-- Opening Marker --
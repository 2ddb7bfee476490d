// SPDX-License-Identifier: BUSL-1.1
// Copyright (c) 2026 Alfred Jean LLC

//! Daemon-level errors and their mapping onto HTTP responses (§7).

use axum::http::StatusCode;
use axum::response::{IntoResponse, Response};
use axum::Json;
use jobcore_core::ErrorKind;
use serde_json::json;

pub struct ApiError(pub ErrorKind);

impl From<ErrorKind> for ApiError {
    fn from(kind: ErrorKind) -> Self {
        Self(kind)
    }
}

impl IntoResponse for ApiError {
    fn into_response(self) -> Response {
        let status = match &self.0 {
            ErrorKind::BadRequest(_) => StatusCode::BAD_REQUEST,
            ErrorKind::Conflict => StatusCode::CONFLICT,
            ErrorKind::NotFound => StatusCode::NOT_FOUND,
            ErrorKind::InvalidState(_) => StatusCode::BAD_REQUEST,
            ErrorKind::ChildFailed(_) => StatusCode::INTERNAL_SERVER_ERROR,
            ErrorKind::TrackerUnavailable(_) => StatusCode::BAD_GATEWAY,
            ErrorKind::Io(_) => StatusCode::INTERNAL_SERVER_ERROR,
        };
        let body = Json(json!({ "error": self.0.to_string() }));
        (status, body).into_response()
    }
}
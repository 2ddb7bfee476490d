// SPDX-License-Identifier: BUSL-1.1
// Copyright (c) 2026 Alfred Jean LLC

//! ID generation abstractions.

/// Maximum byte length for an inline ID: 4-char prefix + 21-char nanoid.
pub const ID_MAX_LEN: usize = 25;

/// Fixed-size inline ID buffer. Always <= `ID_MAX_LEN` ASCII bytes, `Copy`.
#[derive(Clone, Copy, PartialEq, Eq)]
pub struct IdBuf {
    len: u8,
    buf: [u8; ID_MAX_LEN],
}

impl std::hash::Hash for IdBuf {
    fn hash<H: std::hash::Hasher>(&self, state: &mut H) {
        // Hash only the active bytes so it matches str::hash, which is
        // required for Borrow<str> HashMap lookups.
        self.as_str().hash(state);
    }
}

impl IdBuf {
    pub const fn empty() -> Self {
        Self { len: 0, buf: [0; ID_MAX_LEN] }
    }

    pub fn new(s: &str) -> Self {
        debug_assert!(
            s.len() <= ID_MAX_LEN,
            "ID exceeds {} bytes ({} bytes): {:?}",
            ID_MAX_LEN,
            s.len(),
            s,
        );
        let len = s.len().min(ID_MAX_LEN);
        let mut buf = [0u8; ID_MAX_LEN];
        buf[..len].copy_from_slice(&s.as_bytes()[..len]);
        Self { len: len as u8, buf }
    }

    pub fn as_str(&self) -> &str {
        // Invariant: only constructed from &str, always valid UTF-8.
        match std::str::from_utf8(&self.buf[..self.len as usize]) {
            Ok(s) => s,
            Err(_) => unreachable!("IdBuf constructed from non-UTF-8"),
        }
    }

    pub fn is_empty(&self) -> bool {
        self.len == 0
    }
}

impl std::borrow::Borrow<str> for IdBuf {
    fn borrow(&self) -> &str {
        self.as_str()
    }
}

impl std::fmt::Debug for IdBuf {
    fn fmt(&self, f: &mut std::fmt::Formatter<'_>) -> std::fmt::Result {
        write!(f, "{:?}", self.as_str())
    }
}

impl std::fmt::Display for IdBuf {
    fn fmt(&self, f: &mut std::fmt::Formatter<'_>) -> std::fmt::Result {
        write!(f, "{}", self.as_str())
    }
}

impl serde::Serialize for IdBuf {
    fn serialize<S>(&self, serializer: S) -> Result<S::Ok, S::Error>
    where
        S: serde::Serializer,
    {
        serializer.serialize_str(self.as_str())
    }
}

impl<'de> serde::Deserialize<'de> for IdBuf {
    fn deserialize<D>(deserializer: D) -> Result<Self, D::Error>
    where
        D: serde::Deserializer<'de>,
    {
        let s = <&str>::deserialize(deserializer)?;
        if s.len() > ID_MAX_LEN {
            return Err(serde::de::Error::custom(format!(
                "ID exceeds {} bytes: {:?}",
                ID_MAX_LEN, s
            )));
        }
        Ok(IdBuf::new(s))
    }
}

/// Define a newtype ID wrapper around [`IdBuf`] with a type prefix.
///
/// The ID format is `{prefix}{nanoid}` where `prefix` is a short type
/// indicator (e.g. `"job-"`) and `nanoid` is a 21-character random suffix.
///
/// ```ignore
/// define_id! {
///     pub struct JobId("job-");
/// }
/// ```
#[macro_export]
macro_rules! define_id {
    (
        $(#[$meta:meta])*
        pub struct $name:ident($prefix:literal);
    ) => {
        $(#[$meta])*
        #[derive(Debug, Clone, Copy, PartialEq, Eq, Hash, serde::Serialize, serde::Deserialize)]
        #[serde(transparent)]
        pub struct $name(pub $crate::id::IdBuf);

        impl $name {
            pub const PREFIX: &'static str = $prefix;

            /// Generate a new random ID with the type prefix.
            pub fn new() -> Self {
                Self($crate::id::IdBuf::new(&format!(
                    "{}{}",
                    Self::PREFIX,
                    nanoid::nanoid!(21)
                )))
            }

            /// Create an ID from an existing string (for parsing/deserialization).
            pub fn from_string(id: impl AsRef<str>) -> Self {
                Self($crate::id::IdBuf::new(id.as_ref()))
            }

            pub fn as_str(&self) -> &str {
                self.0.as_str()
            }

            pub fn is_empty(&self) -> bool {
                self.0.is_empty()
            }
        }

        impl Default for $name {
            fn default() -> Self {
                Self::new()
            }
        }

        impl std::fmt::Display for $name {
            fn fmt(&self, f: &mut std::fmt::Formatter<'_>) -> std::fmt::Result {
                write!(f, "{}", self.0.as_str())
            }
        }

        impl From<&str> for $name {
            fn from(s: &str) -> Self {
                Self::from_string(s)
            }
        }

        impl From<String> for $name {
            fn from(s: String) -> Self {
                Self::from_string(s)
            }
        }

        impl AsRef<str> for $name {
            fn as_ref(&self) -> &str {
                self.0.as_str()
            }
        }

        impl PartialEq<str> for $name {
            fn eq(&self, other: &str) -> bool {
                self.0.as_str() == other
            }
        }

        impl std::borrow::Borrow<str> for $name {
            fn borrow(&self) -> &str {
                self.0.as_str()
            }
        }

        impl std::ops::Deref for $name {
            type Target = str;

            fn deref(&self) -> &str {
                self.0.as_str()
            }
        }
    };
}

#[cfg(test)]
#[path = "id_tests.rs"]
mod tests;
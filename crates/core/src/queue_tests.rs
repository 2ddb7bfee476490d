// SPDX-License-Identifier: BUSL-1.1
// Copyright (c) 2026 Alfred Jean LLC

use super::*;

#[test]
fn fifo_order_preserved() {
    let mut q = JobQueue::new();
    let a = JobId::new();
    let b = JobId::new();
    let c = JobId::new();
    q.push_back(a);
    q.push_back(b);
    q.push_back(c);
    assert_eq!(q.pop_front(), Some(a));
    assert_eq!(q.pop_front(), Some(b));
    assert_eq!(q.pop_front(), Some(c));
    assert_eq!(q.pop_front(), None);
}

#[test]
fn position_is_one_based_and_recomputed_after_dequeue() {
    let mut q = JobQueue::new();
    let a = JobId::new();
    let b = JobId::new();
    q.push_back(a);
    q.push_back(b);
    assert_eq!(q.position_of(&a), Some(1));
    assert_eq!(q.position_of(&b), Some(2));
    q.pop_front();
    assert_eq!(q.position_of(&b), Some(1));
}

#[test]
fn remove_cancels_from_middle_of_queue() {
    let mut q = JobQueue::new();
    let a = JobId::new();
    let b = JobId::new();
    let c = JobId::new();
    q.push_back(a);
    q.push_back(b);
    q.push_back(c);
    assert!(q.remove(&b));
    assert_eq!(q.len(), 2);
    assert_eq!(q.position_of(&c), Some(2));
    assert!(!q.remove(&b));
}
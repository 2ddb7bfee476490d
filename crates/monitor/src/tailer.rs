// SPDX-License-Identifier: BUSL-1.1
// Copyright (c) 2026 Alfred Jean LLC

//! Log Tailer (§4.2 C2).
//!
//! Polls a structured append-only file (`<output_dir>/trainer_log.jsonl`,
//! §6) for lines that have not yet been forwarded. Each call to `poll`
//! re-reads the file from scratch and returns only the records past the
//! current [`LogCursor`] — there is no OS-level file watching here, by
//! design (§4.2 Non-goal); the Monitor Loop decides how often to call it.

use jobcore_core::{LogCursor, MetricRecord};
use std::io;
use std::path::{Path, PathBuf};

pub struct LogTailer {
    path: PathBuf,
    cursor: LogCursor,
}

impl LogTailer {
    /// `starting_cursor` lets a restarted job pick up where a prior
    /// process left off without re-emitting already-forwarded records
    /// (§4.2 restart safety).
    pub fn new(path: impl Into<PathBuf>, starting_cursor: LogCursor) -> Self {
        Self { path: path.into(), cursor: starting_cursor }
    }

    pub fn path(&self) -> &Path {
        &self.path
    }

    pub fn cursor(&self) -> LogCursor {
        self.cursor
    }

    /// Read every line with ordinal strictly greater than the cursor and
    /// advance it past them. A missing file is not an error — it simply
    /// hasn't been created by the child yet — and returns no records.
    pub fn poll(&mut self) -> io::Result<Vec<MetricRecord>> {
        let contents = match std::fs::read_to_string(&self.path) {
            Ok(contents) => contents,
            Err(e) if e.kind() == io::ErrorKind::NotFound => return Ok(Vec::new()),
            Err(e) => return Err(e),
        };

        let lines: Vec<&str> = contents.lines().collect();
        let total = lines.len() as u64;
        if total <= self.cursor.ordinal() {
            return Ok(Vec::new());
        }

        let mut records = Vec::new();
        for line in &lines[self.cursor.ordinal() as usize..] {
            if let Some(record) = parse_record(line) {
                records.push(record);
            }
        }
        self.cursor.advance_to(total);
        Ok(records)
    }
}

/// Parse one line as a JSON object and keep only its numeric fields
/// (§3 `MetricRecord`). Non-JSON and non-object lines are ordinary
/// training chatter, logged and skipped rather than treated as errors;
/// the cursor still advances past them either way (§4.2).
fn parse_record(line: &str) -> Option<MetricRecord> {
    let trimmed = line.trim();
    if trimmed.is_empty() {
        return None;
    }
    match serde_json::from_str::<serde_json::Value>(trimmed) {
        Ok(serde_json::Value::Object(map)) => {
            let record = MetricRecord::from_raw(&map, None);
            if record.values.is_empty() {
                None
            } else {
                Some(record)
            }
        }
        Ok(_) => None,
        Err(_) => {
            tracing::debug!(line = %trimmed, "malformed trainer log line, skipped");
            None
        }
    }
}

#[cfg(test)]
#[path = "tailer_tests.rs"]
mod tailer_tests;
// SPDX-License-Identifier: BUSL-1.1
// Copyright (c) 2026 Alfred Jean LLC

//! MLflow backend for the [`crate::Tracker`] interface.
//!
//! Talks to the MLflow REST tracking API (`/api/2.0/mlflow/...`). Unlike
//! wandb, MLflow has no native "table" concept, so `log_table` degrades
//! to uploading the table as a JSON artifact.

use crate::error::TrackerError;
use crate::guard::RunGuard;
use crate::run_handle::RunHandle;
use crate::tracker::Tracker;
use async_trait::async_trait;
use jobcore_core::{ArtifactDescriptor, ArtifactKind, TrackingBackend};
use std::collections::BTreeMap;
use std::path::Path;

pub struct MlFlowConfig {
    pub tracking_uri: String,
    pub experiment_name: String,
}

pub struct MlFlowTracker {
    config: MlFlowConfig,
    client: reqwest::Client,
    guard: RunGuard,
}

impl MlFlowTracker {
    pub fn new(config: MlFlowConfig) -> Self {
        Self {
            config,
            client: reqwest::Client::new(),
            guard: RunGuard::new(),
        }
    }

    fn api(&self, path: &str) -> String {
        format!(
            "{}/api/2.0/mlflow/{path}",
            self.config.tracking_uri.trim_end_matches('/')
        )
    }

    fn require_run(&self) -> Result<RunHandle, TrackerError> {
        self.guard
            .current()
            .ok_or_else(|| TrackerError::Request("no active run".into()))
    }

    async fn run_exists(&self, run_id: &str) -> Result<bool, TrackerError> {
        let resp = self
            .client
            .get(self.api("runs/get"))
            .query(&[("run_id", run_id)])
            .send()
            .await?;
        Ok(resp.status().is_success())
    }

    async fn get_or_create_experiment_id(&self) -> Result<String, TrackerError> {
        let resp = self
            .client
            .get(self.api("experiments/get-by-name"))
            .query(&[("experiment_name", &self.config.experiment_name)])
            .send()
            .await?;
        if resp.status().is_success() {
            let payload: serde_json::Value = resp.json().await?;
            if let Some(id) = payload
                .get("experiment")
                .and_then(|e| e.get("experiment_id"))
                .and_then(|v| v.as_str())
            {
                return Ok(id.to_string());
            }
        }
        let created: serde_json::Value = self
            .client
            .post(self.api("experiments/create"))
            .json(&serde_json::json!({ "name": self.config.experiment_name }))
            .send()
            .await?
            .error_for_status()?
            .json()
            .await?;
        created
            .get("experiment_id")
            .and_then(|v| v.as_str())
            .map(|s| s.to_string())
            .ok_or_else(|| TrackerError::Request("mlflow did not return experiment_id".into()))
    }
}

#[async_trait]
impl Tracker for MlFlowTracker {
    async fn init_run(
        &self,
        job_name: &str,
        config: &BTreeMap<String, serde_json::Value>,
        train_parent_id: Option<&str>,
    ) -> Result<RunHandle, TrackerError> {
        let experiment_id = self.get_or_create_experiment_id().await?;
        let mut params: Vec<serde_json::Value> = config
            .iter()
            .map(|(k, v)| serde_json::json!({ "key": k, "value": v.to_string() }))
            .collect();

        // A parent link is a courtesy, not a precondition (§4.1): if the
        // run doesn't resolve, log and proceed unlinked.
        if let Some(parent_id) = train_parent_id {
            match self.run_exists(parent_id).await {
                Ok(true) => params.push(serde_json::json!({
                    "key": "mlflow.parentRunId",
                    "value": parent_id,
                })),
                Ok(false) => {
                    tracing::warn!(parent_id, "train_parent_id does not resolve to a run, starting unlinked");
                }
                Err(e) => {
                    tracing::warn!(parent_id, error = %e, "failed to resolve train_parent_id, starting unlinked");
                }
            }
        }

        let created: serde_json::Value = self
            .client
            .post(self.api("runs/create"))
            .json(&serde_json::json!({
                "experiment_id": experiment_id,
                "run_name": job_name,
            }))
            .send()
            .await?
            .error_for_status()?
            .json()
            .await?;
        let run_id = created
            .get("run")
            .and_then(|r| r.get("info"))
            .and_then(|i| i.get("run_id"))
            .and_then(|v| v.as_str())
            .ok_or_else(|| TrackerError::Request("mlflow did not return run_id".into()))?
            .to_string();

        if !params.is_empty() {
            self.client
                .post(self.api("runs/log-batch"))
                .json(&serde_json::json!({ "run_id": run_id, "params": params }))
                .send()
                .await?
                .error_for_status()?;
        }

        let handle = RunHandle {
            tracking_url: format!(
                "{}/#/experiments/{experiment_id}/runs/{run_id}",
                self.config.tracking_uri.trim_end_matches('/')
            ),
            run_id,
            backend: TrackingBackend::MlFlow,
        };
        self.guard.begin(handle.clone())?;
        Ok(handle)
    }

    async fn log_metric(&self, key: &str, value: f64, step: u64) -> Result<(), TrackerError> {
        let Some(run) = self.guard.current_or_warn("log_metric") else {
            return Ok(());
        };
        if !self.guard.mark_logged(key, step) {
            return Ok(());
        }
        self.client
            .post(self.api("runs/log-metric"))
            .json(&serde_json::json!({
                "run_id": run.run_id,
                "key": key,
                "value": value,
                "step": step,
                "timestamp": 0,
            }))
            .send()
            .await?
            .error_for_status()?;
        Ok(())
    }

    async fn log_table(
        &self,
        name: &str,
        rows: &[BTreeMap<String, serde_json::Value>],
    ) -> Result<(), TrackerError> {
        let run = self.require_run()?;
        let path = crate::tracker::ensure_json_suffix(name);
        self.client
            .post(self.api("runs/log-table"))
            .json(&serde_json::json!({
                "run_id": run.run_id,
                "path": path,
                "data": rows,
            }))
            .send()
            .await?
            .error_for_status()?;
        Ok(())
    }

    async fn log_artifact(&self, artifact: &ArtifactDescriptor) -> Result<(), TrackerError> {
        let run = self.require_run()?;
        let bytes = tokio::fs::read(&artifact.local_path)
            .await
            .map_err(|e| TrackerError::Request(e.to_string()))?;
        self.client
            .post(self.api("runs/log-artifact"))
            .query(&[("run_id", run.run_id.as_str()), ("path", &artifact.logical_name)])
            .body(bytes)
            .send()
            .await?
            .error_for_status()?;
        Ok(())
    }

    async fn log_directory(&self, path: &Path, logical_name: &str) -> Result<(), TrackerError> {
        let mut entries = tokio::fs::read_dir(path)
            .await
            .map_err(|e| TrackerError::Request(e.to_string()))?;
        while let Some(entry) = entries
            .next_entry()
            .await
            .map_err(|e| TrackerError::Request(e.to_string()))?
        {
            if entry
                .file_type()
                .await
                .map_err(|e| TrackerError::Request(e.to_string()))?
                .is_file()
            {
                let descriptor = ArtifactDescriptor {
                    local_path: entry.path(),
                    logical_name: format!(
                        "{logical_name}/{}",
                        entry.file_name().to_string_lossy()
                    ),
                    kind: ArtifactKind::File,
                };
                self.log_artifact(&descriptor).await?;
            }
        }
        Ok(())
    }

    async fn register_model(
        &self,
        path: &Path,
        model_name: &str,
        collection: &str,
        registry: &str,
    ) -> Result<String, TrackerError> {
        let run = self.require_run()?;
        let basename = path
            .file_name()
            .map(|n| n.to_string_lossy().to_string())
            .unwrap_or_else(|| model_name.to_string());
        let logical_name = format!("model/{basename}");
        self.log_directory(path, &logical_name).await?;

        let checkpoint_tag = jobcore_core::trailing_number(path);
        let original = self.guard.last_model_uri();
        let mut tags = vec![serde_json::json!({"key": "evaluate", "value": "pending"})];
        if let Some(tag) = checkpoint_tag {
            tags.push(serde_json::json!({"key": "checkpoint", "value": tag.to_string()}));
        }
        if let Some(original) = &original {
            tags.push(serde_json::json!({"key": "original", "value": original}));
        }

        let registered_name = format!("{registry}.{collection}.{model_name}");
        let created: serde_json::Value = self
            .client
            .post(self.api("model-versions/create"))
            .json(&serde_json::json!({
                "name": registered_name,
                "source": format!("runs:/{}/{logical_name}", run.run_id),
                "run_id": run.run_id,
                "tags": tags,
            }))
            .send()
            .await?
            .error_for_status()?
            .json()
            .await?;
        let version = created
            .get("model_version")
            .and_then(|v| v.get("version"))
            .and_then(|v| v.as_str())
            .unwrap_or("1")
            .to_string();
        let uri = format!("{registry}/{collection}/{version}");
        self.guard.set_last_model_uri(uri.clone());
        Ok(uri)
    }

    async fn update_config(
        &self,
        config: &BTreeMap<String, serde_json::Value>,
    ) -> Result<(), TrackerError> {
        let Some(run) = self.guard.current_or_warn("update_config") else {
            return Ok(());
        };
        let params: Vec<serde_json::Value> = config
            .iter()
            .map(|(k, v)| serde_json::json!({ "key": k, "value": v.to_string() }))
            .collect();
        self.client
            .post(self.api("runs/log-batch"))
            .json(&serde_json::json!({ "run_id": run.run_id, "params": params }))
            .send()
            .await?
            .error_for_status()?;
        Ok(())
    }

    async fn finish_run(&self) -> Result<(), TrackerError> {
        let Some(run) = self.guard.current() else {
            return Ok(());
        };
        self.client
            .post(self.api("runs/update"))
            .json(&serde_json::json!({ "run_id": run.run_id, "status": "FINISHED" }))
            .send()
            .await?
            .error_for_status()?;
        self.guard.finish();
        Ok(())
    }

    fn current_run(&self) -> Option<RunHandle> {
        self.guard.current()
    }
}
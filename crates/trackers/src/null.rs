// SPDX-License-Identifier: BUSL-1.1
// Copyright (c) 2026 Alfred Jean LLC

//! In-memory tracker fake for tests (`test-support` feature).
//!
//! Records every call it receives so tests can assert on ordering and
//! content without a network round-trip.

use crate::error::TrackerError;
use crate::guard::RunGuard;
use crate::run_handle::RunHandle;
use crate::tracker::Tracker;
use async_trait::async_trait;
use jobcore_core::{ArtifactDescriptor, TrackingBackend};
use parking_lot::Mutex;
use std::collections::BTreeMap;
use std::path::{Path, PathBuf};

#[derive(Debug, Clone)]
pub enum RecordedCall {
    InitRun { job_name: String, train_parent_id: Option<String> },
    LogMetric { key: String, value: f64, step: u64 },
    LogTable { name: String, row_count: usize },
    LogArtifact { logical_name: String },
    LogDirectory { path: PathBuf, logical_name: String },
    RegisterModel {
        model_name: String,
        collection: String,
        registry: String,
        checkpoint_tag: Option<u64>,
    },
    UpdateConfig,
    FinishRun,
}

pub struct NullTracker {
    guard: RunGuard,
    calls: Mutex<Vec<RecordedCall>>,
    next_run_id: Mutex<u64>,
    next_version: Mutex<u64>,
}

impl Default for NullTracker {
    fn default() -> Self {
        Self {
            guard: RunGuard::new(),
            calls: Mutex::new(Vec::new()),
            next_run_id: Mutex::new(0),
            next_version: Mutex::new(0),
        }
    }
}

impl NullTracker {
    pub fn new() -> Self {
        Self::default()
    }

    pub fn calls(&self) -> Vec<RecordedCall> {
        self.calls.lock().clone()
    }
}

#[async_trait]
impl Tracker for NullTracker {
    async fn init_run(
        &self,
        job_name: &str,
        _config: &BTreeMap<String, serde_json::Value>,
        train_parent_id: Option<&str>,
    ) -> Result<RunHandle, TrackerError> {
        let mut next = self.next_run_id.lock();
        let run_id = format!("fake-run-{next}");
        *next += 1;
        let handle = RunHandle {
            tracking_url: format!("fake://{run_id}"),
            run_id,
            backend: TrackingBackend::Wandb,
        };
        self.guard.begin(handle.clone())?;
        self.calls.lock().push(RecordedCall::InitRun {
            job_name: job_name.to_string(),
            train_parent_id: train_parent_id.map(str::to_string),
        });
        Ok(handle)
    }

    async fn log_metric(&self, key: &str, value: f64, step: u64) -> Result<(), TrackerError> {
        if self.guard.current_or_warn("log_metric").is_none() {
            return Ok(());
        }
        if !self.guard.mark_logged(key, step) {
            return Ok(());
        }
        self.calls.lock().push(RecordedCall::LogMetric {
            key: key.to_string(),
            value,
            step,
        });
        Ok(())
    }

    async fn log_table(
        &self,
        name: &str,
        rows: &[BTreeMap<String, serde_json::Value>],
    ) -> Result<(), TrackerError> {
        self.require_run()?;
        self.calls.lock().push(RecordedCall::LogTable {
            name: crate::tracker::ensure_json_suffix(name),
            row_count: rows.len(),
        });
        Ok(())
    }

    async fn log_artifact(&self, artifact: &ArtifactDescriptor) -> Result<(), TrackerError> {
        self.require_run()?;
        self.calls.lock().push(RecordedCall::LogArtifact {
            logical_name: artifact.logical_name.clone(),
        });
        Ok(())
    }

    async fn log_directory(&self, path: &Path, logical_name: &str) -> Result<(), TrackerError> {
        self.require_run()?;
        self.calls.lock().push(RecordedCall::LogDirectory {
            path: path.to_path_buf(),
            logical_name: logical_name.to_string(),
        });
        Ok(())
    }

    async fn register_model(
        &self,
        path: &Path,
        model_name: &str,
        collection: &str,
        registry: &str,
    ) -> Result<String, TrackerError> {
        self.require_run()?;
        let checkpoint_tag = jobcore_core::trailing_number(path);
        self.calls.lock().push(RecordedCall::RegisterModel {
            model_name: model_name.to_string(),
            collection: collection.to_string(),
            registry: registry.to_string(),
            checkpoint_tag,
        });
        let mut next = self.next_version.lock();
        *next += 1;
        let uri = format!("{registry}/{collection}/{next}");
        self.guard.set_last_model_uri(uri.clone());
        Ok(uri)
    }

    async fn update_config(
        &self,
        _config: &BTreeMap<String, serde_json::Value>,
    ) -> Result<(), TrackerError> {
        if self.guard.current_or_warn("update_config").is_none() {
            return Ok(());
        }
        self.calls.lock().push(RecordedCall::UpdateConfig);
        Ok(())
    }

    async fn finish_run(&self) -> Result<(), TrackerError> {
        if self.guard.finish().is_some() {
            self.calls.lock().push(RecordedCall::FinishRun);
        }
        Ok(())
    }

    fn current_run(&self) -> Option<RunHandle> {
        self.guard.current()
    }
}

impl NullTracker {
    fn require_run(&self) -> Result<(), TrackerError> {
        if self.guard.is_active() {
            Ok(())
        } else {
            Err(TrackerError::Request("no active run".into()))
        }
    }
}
-- Closing Marker --
▸ Task brief
Could you work out how many lines of the data above contain the word "unlinked"? Give only the number.

▸ Reply to the task
3